Questo racconto orale di Maria Grazia Calandrone parte da un amore innegabile e profondo che ogni essere umano prova e nutre, anche nel silenzio, per la propria madre – che qui va inteso, più che mai, per chi ci ha generato e portati alla luce del mondo. E senza che perda mai di gradazione il suo amore, Maria Grazia ci conduce indietro nel tempo alla ricerca di Lucia Galante, a sua volta figlia ma data in moglie; e Maria Grazia ci porta nel profondo buio di una Italia arcaica che esisteva ancora – ma forse resiste tutt'oggi – nella seconda metà del secolo scorso, e lì ricomincia il suo scavo biografico.
Maria Grazia ricerca sua madre Lucia in questa Italia di ora per allora, e lo fa con una carica inaspettata di pietà (mai pietista) e di misericordia per quanti, fatti solo di povere cose, hanno condizionato la libera vita di Lucia, costretta a un matrimonio con un uomo che non amava e che non l'amava, strappata dalla scuola appena dopo la seconda elementare e sacrificata alla terra, al duro lavoro degli arsi campi meridionali.
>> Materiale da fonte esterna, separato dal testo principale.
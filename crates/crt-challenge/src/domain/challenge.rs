//! # Challenge
//!
//! The server-issued challenge and its authenticated wire form.
//!
//! ## Wire Layout
//!
//! ```text
//! version(1) | marker('c') | unique_data(bin 20) | valid_from(uint)
//!   | valid_to(uint) | fingerprint(bin 6) | server_name(str) | user_name(str)
//!   | tag(bin 32) = HMAC-SHA256(secret, all preceding bytes)
//! ```
//!
//! ## Authenticated Decoding
//!
//! `deserialize_authenticated` frames every field first, authenticates the
//! exact prefix the reader consumed, and only then interprets the field
//! values. Tampering with any value therefore surfaces as
//! `AuthenticationFailure`; only damage to the framing itself (type tags,
//! length prefixes) surfaces as `MalformedEncoding`.

use super::digest;
use super::validity;
use super::value_objects::{Fingerprint, UNIQUE_DATA_LEN};
use crate::codec::{WireReader, WireWriter};
use crate::error::{ChallengeError, CodecError, MalformedReason};
use crate::ports::TimeSource;

/// Wire format version.
pub const PROTOCOL_VERSION: u8 = 1;

/// Message-type marker identifying a challenge.
pub const CHALLENGE_MAGIC: u8 = b'c';

/// Encoded size of a challenge with short names; used to pre-size buffers.
const TYPICAL_ENCODED_LEN: usize = 128;

/// Server-issued challenge binding a nonce, a validity window, the expected
/// client key, the server identity and the user.
///
/// Immutable once built. Equality and hashing cover all six fields, with
/// byte fields compared by content.
#[derive(Debug, Clone, PartialEq, Eq, Hash)]
pub struct Challenge {
    unique_data: [u8; UNIQUE_DATA_LEN],
    valid_from: u32,
    valid_to: u32,
    fingerprint: Fingerprint,
    server_name: String,
    user_name: String,
}

impl Challenge {
    /// Construct a challenge, enforcing every field invariant.
    ///
    /// Byte fields are copied out of the caller's buffers.
    pub fn new(
        unique_data: &[u8],
        valid_from: u32,
        valid_to: u32,
        fingerprint: &[u8],
        server_name: impl Into<String>,
        user_name: impl Into<String>,
    ) -> Result<Self, ChallengeError> {
        let unique_data = <[u8; UNIQUE_DATA_LEN]>::try_from(unique_data).map_err(|_| {
            ChallengeError::invalid_field(
                "unique_data",
                format!(
                    "expected {} bytes, got {}",
                    UNIQUE_DATA_LEN,
                    unique_data.len()
                ),
            )
        })?;
        let fingerprint = Fingerprint::try_from(fingerprint)?;

        if valid_from >= valid_to {
            return Err(ChallengeError::invalid_field(
                "valid_from",
                format!(
                    "must be smaller than valid_to ({} >= {})",
                    valid_from, valid_to
                ),
            ));
        }

        let server_name = server_name.into();
        if server_name.is_empty() {
            return Err(ChallengeError::invalid_field(
                "server_name",
                "must be set and non-empty",
            ));
        }

        let user_name = user_name.into();
        if user_name.is_empty() {
            return Err(ChallengeError::invalid_field(
                "user_name",
                "must be set and non-empty",
            ));
        }

        Ok(Self {
            unique_data,
            valid_from,
            valid_to,
            fingerprint,
            server_name,
            user_name,
        })
    }

    /// Start building a challenge field by field.
    pub fn builder() -> super::ChallengeBuilder {
        super::ChallengeBuilder::new()
    }

    /// Copy of the random unique data.
    pub fn unique_data(&self) -> [u8; UNIQUE_DATA_LEN] {
        self.unique_data
    }

    pub fn valid_from(&self) -> u32 {
        self.valid_from
    }

    pub fn valid_to(&self) -> u32 {
        self.valid_to
    }

    /// Copy of the expected client key fingerprint.
    pub fn fingerprint(&self) -> Fingerprint {
        self.fingerprint
    }

    pub fn server_name(&self) -> &str {
        &self.server_name
    }

    pub fn user_name(&self) -> &str {
        &self.user_name
    }

    /// True if the time source reports a time outside the validity window.
    pub fn is_expired(&self, time: &dyn TimeSource) -> bool {
        self.is_expired_at(time.now())
    }

    /// True if `now` is outside `[valid_from, valid_to)`.
    pub fn is_expired_at(&self, now: u64) -> bool {
        validity::is_expired(self.valid_from, self.valid_to, now)
    }

    // =========================================================================
    // WIRE FORM
    // =========================================================================

    /// Encode the challenge and append an authentication tag computed with
    /// `secret` over every preceding byte.
    pub fn serialize(&self, secret: &[u8]) -> Result<Vec<u8>, ChallengeError> {
        let mut writer = WireWriter::with_capacity(TYPICAL_ENCODED_LEN);
        self.write_fields(&mut writer)
            .map_err(|e| ChallengeError::SerializationFailure(e.to_string()))?;

        let tag = digest::compute_tag(secret, writer.as_bytes());
        writer
            .write_bytes(&tag)
            .map_err(|e| ChallengeError::SerializationFailure(e.to_string()))?;

        Ok(writer.into_bytes())
    }

    /// Decode a challenge without checking its authentication tag.
    ///
    /// The tag must still be present and framed correctly. Use this only for
    /// messages whose authenticity was established some other way.
    pub fn deserialize(data: &[u8]) -> Result<Self, ChallengeError> {
        let mut reader = WireReader::new(data);
        let fields = WireFields::read(&mut reader)?;
        reader.read_bytes()?;
        ensure_exhausted(&reader)?;
        fields.into_challenge()
    }

    /// Decode a challenge and verify its tag against `secret`.
    ///
    /// The tag is recomputed over exactly the bytes the reader consumed for
    /// the header and the six fields, then compared in constant time with the
    /// transmitted tag. Field values are interpreted only after the tag
    /// matches.
    pub fn deserialize_authenticated(data: &[u8], secret: &[u8]) -> Result<Self, ChallengeError> {
        let mut reader = WireReader::new(data);
        let fields = WireFields::read(&mut reader)?;

        let signed_len = reader.bytes_consumed();
        let expected = digest::compute_tag(secret, &data[..signed_len]);

        let claimed = reader.read_bytes()?;
        if !digest::constant_time_eq(&expected, claimed) {
            return Err(ChallengeError::AuthenticationFailure);
        }

        ensure_exhausted(&reader)?;
        fields.into_challenge()
    }

    fn write_fields(&self, writer: &mut WireWriter) -> Result<(), CodecError> {
        writer.write_byte(PROTOCOL_VERSION);
        writer.write_byte(CHALLENGE_MAGIC);
        writer.write_bytes(&self.unique_data)?;
        writer.write_u32(self.valid_from);
        writer.write_u32(self.valid_to);
        writer.write_bytes(self.fingerprint.as_bytes())?;
        writer.write_str(&self.server_name)?;
        writer.write_str(&self.user_name)?;
        Ok(())
    }
}

/// Framed but not yet interpreted challenge fields.
///
/// Borrowed from the input; nothing here has been validated beyond the
/// tag/length structure.
struct WireFields<'a> {
    version: u8,
    marker: u8,
    unique_data: &'a [u8],
    valid_from: u32,
    valid_to: u32,
    fingerprint: &'a [u8],
    server_name: &'a [u8],
    server_name_offset: usize,
    user_name: &'a [u8],
    user_name_offset: usize,
}

impl<'a> WireFields<'a> {
    fn read(reader: &mut WireReader<'a>) -> Result<Self, CodecError> {
        let version = reader.read_byte()?;
        let marker = reader.read_byte()?;
        let unique_data = reader.read_bytes()?;
        let valid_from = reader.read_u32()?;
        let valid_to = reader.read_u32()?;
        let fingerprint = reader.read_bytes()?;
        let (server_name, server_name_offset) = read_str_payload(reader)?;
        let (user_name, user_name_offset) = read_str_payload(reader)?;

        Ok(Self {
            version,
            marker,
            unique_data,
            valid_from,
            valid_to,
            fingerprint,
            server_name,
            server_name_offset,
            user_name,
            user_name_offset,
        })
    }

    fn into_challenge(self) -> Result<Challenge, ChallengeError> {
        if self.version != PROTOCOL_VERSION || self.marker != CHALLENGE_MAGIC {
            return Err(MalformedReason::UnsupportedHeader {
                version: self.version,
                marker: self.marker,
            }
            .into());
        }

        let server_name = utf8(self.server_name, self.server_name_offset)?;
        let user_name = utf8(self.user_name, self.user_name_offset)?;

        Challenge::new(
            self.unique_data,
            self.valid_from,
            self.valid_to,
            self.fingerprint,
            server_name,
            user_name,
        )
    }
}

/// Frame a string payload, returning it with its input offset.
fn read_str_payload<'a>(reader: &mut WireReader<'a>) -> Result<(&'a [u8], usize), CodecError> {
    let bytes = reader.read_str_bytes()?;
    Ok((bytes, reader.bytes_consumed() - bytes.len()))
}

/// `offset` is where the payload starts in the input, matching
/// `WireReader::read_str`.
fn utf8(bytes: &[u8], offset: usize) -> Result<&str, ChallengeError> {
    std::str::from_utf8(bytes).map_err(|_| CodecError::InvalidUtf8 { offset }.into())
}

fn ensure_exhausted(reader: &WireReader<'_>) -> Result<(), ChallengeError> {
    match reader.remaining() {
        0 => Ok(()),
        count => Err(MalformedReason::TrailingData { count }.into()),
    }
}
È un racconto atroce quello che ci riporta questo importante documento orale, che parte dall'ultima pubblicazione di Maria Grazia Calandrone, Dove non mi hai portata (Einaudi 2022), libro presente nella cinquina dei finalisti del premio Strega 2023. Atroce perché ci ricorda quello che siamo stati poco fa, quando invece ora ci capita di scandalizzarci di certe culture "straniere" che ripropongono gli stessi gesti, le stesse azioni di disprezzo nei confronti della donna, considerata appendice del maschio, da usare alla bisogna, da non dovere rispettarne i desideri, le aspirazioni, perché non può permettersi nessun pensiero o azione di là dalla servitù.
Maria Grazia Calandrone si avventura così alla ricerca di sua madre Lucia Galante e produce uno scavo archeologico sotto la spessa crosta di questo Paese che pretende di nascondere la sua Storia di dura emancipazione femminile; scavo utile a ricordarci quello che siamo stati e che, purtroppo, questo maschio italiano ancora è: è lì sotto che ci porta per mano a guardare, a guardarci.
Maria Grazia pare abbia cullato da sempre in sé il pensiero compassionevole di Lucia, che è "perdonata / come si perdona un papavero / nella solitudine del grano, / come si perdona la vita / che non conosce altro che se stessa".
Ci accomuna lo stesso vivere, ci insegnano questi suoi ultimi intensi, coraggiosi anni di lavoro, ed è lì che Maria Grazia Calandrone ci presenta Lucia Galante, sua madre, innegabilmente.